Re: [PATCH 1/2] mm: thp: relax __GFP_THISNODE for MADV_HUGEPAGE mappings

From: David Rientjes <rientjes@google.com>
To: Michal Hocko <mhocko@kernel.org>
Cc: Andrew Morton <akpm@linux-foundation.org>,
	Mel Gorman <mgorman@suse.de>, Vlastimil Babka <vbabka@suse.cz>,
	Andrea Argangeli <andrea@kernel.org>,
	Zi Yan <zi.yan@cs.rutgers.edu>,
	Stefan Priebe - Profihost AG <s.priebe@profihost.ag>,
	"Kirill A. Shutemov" <kirill@shutemov.name>,
	linux-mm@kvack.org, LKML <linux-kernel@vger.kernel.org>,
	Andrea Arcangeli <aarcange@redhat.com>,
	Stable tree <stable@vger.kernel.org>,
	Michal Hocko <mhocko@suse.com>
Subject: Re: [PATCH 1/2] mm: thp:  relax __GFP_THISNODE for MADV_HUGEPAGE mappings
Date: Thu, 4 Oct 2018 13:16:32 -0700 (PDT)	[thread overview]
Message-ID: <alpine.DEB.2.21.1810041302330.16935@chino.kir.corp.google.com> (raw)
In-Reply-To: <20180925120326.24392-2-mhocko@kernel.org>

On Tue, 25 Sep 2018, Michal Hocko wrote:

> diff --git a/mm/mempolicy.c b/mm/mempolicy.c
> index da858f794eb6..149b6f4cf023 100644
> --- a/mm/mempolicy.c
> +++ b/mm/mempolicy.c
> @@ -2046,8 +2046,36 @@ alloc_pages_vma(gfp_t gfp, int order, struct vm_area_struct *vma,
>  		nmask = policy_nodemask(gfp, pol);
>  		if (!nmask || node_isset(hpage_node, *nmask)) {
>  			mpol_cond_put(pol);
> -			page = __alloc_pages_node(hpage_node,
> -						gfp | __GFP_THISNODE, order);
> +			/*
> +			 * We cannot invoke reclaim if __GFP_THISNODE
> +			 * is set. Invoking reclaim with
> +			 * __GFP_THISNODE set, would cause THP
> +			 * allocations to trigger heavy swapping
> +			 * despite there may be tons of free memory
> +			 * (including potentially plenty of THP
> +			 * already available in the buddy) on all the
> +			 * other NUMA nodes.
> +			 *
> +			 * At most we could invoke compaction when
> +			 * __GFP_THISNODE is set (but we would need to
> +			 * refrain from invoking reclaim even if
> +			 * compaction returned COMPACT_SKIPPED because
> +			 * there wasn't not enough memory to succeed
> +			 * compaction). For now just avoid
> +			 * __GFP_THISNODE instead of limiting the
> +			 * allocation path to a strict and single
> +			 * compaction invocation.
> +			 *
> +			 * Supposedly if direct reclaim was enabled by
> +			 * the caller, the app prefers THP regardless
> +			 * of the node it comes from so this would be
> +			 * more desiderable behavior than only
> +			 * providing THP originated from the local
> +			 * node in such case.
> +			 */
> +			if (!(gfp & __GFP_DIRECT_RECLAIM))
> +				gfp |= __GFP_THISNODE;
> +			page = __alloc_pages_node(hpage_node, gfp, order);
>  			goto out;
>  		}
>  	}

This causes, on average, a 13.9% access latency regression on Haswell, and 
the regression would likely be more severe on Naples and Rome.

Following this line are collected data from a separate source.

// All prompt constants for the chat module.

/// Exact refusal sentence for out-of-scope questions. The scope classifier
/// matches on substrings of this sentence, so the wording must not drift.
pub const REFUSAL_SENTENCE: &str = "This information is not available in my portfolio. \
    Feel free to ask me about my skills, experience, projects, education, or certifications.";

/// System prompt template. Replace `{refusal}` and `{context}` before sending.
pub const SYSTEM_PROMPT_TEMPLATE: &str = r#"You are the AI resume assistant for this portfolio. You help visitors learn about the owner's professional background, skills, experience, and projects.

IMPORTANT CONSTRAINTS:
1. ONLY answer questions using the information provided in the resume context below
2. If asked something not covered by the resume, respond: "{refusal}"
3. Be concise, professional, and helpful
4. Highlight relevant skills and experiences when appropriate
5. Encourage further exploration of the portfolio for more details
6. For project or work inquiries, suggest contacting via the email address listed in the resume context

RESUME CONTEXT:
{context}

Use this information as your ONLY source of truth. Do not make assumptions or add information beyond what's provided."#;

/// Composes the grounding system prompt around the formatted résumé context.
/// Pure template substitution; always succeeds.
pub fn build_system_prompt(formatted_context: &str) -> String {
    SYSTEM_PROMPT_TEMPLATE
        .replace("{refusal}", REFUSAL_SENTENCE)
        .replace("{context}", formatted_context)
}
use std::sync::Arc;

use crate::llm_client::ChatModel;
use crate::resume::store::ResumeStore;

/// Shared application state injected into all route handlers via Axum extractors.
#[derive(Clone)]
pub struct AppState {
    /// Read-through résumé cache; safe for concurrent readers after warm-up.
    pub resume: Arc<ResumeStore>,
    /// Pluggable chat model. Production: `AnthropicClient`. Tests: mocks.
    pub llm: Arc<dyn ChatModel>,
}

There exist libraries that allow the .text segment of processes to be 
remapped to memory backed by transparent hugepages and use MADV_HUGEPAGE 
to stress local compaction to defragment node local memory for hugepages 
at startup.  The cost, including the statistics Mel gathered, is 
acceptable for these processes: they are not concerned with startup cost, 
they are concerned only with optimal access latency while they are 
running.

So while it may take longer to start the process because memory compaction 
is attempting to allocate hugepages with __GFP_DIRECT_RECLAIM, in the 
cases where compaction is successful, this is a very significant long-term 
win.  In cases where compaction fails, falling back to local pages of the 
native page size instead of remote thp is a win for the remaining time 
this process wins: as stated, 13.9% faster for all memory accesses to the 
process's text while it runs on Haswell.

So these processes, and there are 100's of users of these libraries, 
explicitly want to incur the cost of startup to attempt to get local thp 
and fallback only when necessary to local pages of the native page size.  
They want the behavior this patch is changing and regress if the patch is 
merged.

This patch does not provide an alternative beyond MPOL_BIND to preserve 
the existing behavior.  In that case, if local memory is actually oom, we 
unnecessarily oom kill processes which would be completely unacceptable to 
these users since they are fine to accept 10-20% of their memory being 
faulted remotely if necessary to prevent processes being oom killed.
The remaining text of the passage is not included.